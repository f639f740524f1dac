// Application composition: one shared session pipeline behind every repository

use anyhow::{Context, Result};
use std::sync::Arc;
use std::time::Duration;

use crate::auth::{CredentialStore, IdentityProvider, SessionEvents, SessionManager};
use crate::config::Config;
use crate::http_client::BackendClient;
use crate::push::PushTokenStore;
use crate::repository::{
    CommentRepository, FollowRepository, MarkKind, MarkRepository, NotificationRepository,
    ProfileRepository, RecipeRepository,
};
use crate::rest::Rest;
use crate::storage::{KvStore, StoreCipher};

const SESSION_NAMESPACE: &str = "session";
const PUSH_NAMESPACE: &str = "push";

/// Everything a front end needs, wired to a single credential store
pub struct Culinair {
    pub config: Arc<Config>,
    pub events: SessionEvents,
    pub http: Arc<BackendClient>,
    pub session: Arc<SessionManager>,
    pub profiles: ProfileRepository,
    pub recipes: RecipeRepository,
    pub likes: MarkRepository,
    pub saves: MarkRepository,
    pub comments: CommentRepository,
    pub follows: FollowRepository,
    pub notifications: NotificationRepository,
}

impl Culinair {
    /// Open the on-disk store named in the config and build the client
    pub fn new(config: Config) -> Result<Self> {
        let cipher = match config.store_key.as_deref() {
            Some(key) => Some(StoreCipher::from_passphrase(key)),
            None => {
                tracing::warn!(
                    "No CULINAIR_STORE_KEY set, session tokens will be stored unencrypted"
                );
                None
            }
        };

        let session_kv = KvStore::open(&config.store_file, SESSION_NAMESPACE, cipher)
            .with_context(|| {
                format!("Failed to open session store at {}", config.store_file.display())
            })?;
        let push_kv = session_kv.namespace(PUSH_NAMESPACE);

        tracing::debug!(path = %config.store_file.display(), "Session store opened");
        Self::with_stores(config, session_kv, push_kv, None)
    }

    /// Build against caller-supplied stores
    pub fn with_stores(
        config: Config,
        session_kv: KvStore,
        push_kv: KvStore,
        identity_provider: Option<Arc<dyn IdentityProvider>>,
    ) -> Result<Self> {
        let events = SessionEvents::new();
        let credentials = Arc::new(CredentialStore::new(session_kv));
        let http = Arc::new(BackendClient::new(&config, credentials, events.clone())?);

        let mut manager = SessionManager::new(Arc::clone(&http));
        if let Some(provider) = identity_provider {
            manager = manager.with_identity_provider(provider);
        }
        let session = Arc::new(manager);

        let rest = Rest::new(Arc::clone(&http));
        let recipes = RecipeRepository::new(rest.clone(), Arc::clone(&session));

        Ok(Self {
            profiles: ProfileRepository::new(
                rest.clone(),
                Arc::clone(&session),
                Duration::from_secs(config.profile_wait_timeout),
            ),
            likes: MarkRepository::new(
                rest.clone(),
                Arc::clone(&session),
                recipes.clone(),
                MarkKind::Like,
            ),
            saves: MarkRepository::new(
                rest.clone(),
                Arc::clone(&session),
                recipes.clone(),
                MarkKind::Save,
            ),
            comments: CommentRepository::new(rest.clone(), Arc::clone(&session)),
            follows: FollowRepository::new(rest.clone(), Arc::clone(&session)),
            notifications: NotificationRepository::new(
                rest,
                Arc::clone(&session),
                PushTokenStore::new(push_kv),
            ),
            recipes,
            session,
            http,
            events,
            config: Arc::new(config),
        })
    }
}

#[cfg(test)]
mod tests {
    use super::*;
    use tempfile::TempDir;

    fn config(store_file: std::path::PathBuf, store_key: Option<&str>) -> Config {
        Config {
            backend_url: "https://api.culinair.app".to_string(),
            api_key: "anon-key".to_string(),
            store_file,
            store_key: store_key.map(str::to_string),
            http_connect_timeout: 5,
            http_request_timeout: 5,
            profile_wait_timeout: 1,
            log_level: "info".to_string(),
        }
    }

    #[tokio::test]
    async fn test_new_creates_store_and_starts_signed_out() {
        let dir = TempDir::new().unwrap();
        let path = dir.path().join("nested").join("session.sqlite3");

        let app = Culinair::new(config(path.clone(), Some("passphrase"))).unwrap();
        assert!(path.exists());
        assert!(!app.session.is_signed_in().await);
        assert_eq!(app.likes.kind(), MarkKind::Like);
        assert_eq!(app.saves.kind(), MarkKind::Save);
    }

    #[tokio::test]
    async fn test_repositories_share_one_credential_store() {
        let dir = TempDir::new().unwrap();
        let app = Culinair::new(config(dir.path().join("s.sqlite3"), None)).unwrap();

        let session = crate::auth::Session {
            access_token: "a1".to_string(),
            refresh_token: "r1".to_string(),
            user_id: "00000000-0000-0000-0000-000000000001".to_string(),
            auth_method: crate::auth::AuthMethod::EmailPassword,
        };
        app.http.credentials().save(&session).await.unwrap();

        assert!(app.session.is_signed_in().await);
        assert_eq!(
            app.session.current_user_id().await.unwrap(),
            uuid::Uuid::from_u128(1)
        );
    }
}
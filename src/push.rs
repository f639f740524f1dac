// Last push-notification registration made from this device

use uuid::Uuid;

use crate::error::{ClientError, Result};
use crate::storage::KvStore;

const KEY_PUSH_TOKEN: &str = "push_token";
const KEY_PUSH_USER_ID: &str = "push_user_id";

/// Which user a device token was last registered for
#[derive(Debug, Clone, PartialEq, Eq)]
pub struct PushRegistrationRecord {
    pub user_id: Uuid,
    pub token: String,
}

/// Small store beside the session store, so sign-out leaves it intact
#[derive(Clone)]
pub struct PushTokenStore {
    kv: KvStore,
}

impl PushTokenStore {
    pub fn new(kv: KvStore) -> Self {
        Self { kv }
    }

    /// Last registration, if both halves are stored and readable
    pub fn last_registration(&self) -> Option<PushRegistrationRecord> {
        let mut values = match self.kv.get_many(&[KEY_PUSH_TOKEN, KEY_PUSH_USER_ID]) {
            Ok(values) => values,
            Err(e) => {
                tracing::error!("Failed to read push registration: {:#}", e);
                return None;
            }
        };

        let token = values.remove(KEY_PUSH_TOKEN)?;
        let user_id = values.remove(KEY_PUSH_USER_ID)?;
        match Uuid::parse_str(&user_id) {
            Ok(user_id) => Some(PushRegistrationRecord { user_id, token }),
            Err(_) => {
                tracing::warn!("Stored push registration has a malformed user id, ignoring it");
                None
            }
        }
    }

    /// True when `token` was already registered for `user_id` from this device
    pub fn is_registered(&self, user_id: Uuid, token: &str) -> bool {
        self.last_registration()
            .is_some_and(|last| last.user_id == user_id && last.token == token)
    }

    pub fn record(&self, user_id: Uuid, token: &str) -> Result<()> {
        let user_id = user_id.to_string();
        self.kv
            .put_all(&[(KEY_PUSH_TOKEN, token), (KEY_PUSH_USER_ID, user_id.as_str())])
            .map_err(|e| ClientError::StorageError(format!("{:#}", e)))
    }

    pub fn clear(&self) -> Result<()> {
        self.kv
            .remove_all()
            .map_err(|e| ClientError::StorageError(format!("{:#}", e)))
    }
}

YOUR OBJECTIVE »
Without omitting anything, output the data verbatim.

SOLUTION TO THIS TASK »
repository f639f740524f1dac
// Application composition: one shared session pipeline behind every repository

use anyhow::{Context, Result};
use std::sync::Arc;
use std::time::Duration;

use crate::auth::{CredentialStore, IdentityProvider, SessionEvents, SessionManager};
use crate::config::Config;
use crate::http_client::BackendClient;
use crate::push::PushTokenStore;
use crate::repository::{
    CommentRepository, FollowRepository, MarkKind, MarkRepository, NotificationRepository,
    ProfileRepository, RecipeRepository,
};
use crate::rest::Rest;
use crate::storage::{KvStore, StoreCipher};

const SESSION_NAMESPACE: &str = "session";
const PUSH_NAMESPACE: &str = "push";

/// Everything a front end needs, wired to a single credential store
pub struct Culinair {
    pub config: Arc<Config>,
    pub events: SessionEvents,
    pub http: Arc<BackendClient>,
    pub session: Arc<SessionManager>,
    pub profiles: ProfileRepository,
    pub recipes: RecipeRepository,
    pub likes: MarkRepository,
    pub saves: MarkRepository,
    pub comments: CommentRepository,
    pub follows: FollowRepository,
    pub notifications: NotificationRepository,
}

impl Culinair {
    /// Open the on-disk store named in the config and build the client
    pub fn new(config: Config) -> Result<Self> {
        let cipher = match config.store_key.as_deref() {
            Some(key) => Some(StoreCipher::from_passphrase(key)),
            None => {
                tracing::warn!(
                    "No CULINAIR_STORE_KEY set, session tokens will be stored unencrypted"
                );
                None
            }
        };

        let session_kv = KvStore::open(&config.store_file, SESSION_NAMESPACE, cipher)
            .with_context(|| {
                format!("Failed to open session store at {}", config.store_file.display())
            })?;
        let push_kv = session_kv.namespace(PUSH_NAMESPACE);

        tracing::debug!(path = %config.store_file.display(), "Session store opened");
        Self::with_stores(config, session_kv, push_kv, None)
    }

    /// Build against caller-supplied stores
    pub fn with_stores(
        config: Config,
        session_kv: KvStore,
        push_kv: KvStore,
        identity_provider: Option<Arc<dyn IdentityProvider>>,
    ) -> Result<Self> {
        let events = SessionEvents::new();
        let credentials = Arc::new(CredentialStore::new(session_kv));
        let http = Arc::new(BackendClient::new(&config, credentials, events.clone())?);

        let mut manager = SessionManager::new(Arc::clone(&http));
        if let Some(provider) = identity_provider {
            manager = manager.with_identity_provider(provider);
        }
        let session = Arc::new(manager);

        let rest = Rest::new(Arc::clone(&http));
        let recipes = RecipeRepository::new(rest.clone(), Arc::clone(&session));

        Ok(Self {
            profiles: ProfileRepository::new(
                rest.clone(),
                Arc::clone(&session),
                Duration::from_secs(config.profile_wait_timeout),
            ),
            likes: MarkRepository::new(
                rest.clone(),
                Arc::clone(&session),
                recipes.clone(),
                MarkKind::Like,
            ),
            saves: MarkRepository::new(
                rest.clone(),
                Arc::clone(&session),
                recipes.clone(),
                MarkKind::Save,
            ),
            comments: CommentRepository::new(rest.clone(), Arc::clone(&session)),
            follows: FollowRepository::new(rest.clone(), Arc::clone(&session)),
            notifications: NotificationRepository::new(
                rest,
                Arc::clone(&session),
                PushTokenStore::new(push_kv),
            ),
            recipes,
            session,
            http,
            events,
            config: Arc::new(config),
        })
    }
}

#[cfg(test)]
mod tests {
    use super::*;
    use tempfile::TempDir;

    fn config(store_file: std::path::PathBuf, store_key: Option<&str>) -> Config {
        Config {
            backend_url: "https://api.culinair.app".to_string(),
            api_key: "anon-key".to_string(),
            store_file,
            store_key: store_key.map(str::to_string),
            http_connect_timeout: 5,
            http_request_timeout: 5,
            profile_wait_timeout: 1,
            log_level: "info".to_string(),
        }
    }

    #[tokio::test]
    async fn test_new_creates_store_and_starts_signed_out() {
        let dir = TempDir::new().unwrap();
        let path = dir.path().join("nested").join("session.sqlite3");

        let app = Culinair::new(config(path.clone(), Some("passphrase"))).unwrap();
        assert!(path.exists());
        assert!(!app.session.is_signed_in().await);
        assert_eq!(app.likes.kind(), MarkKind::Like);
        assert_eq!(app.saves.kind(), MarkKind::Save);
    }

    #[tokio::test]
    async fn test_repositories_share_one_credential_store() {
        let dir = TempDir::new().unwrap();
        let app = Culinair::new(config(dir.path().join("s.sqlite3"), None)).unwrap();

        let session = crate::auth::Session {
            access_token: "a1".to_string(),
            refresh_token: "r1".to_string(),
            user_id: "00000000-0000-0000-0000-000000000001".to_string(),
            auth_method: crate::auth::AuthMethod::EmailPassword,
        };
        app.http.credentials().save(&session).await.unwrap();

        assert!(app.session.is_signed_in().await);
        assert_eq!(
            app.session.current_user_id().await.unwrap(),
            uuid::Uuid::from_u128(1)
        );
    }
}
filename src/push.rs
repository f639f740524f1dac
// Last push-notification registration made from this device

use uuid::Uuid;

use crate::error::{ClientError, Result};
use crate::storage::KvStore;

const KEY_PUSH_TOKEN: &str = "push_token";
const KEY_PUSH_USER_ID: &str = "push_user_id";

/// Which user a device token was last registered for
#[derive(Debug, Clone, PartialEq, Eq)]
pub struct PushRegistrationRecord {
    pub user_id: Uuid,
    pub token: String,
}

/// Small store beside the session store, so sign-out leaves it intact
#[derive(Clone)]
pub struct PushTokenStore {
    kv: KvStore,
}

impl PushTokenStore {
    pub fn new(kv: KvStore) -> Self {
        Self { kv }
    }

    /// Last registration, if both halves are stored and readable
    pub fn last_registration(&self) -> Option<PushRegistrationRecord> {
        let mut values = match self.kv.get_many(&[KEY_PUSH_TOKEN, KEY_PUSH_USER_ID]) {
            Ok(values) => values,
            Err(e) => {
                tracing::error!("Failed to read push registration: {:#}", e);
                return None;
            }
        };

        let token = values.remove(KEY_PUSH_TOKEN)?;
        let user_id = values.remove(KEY_PUSH_USER_ID)?;
        match Uuid::parse_str(&user_id) {
            Ok(user_id) => Some(PushRegistrationRecord { user_id, token }),
            Err(_) => {
                tracing::warn!("Stored push registration has a malformed user id, ignoring it");
                None
            }
        }
    }

    /// True when `token` was already registered for `user_id` from this device
    pub fn is_registered(&self, user_id: Uuid, token: &str) -> bool {
        self.last_registration()
            .is_some_and(|last| last.user_id == user_id && last.token == token)
    }

    pub fn record(&self, user_id: Uuid, token: &str) -> Result<()> {
        let user_id = user_id.to_string();
        self.kv
            .put_all(&[(KEY_PUSH_TOKEN, token), (KEY_PUSH_USER_ID, user_id.as_str())])
            .map_err(|e| ClientError::StorageError(format!("{:#}", e)))
    }

    pub fn clear(&self) -> Result<()> {
        self.kv
            .remove_all()
            .map_err(|e| ClientError::StorageError(format!("{:#}", e)))
    }
}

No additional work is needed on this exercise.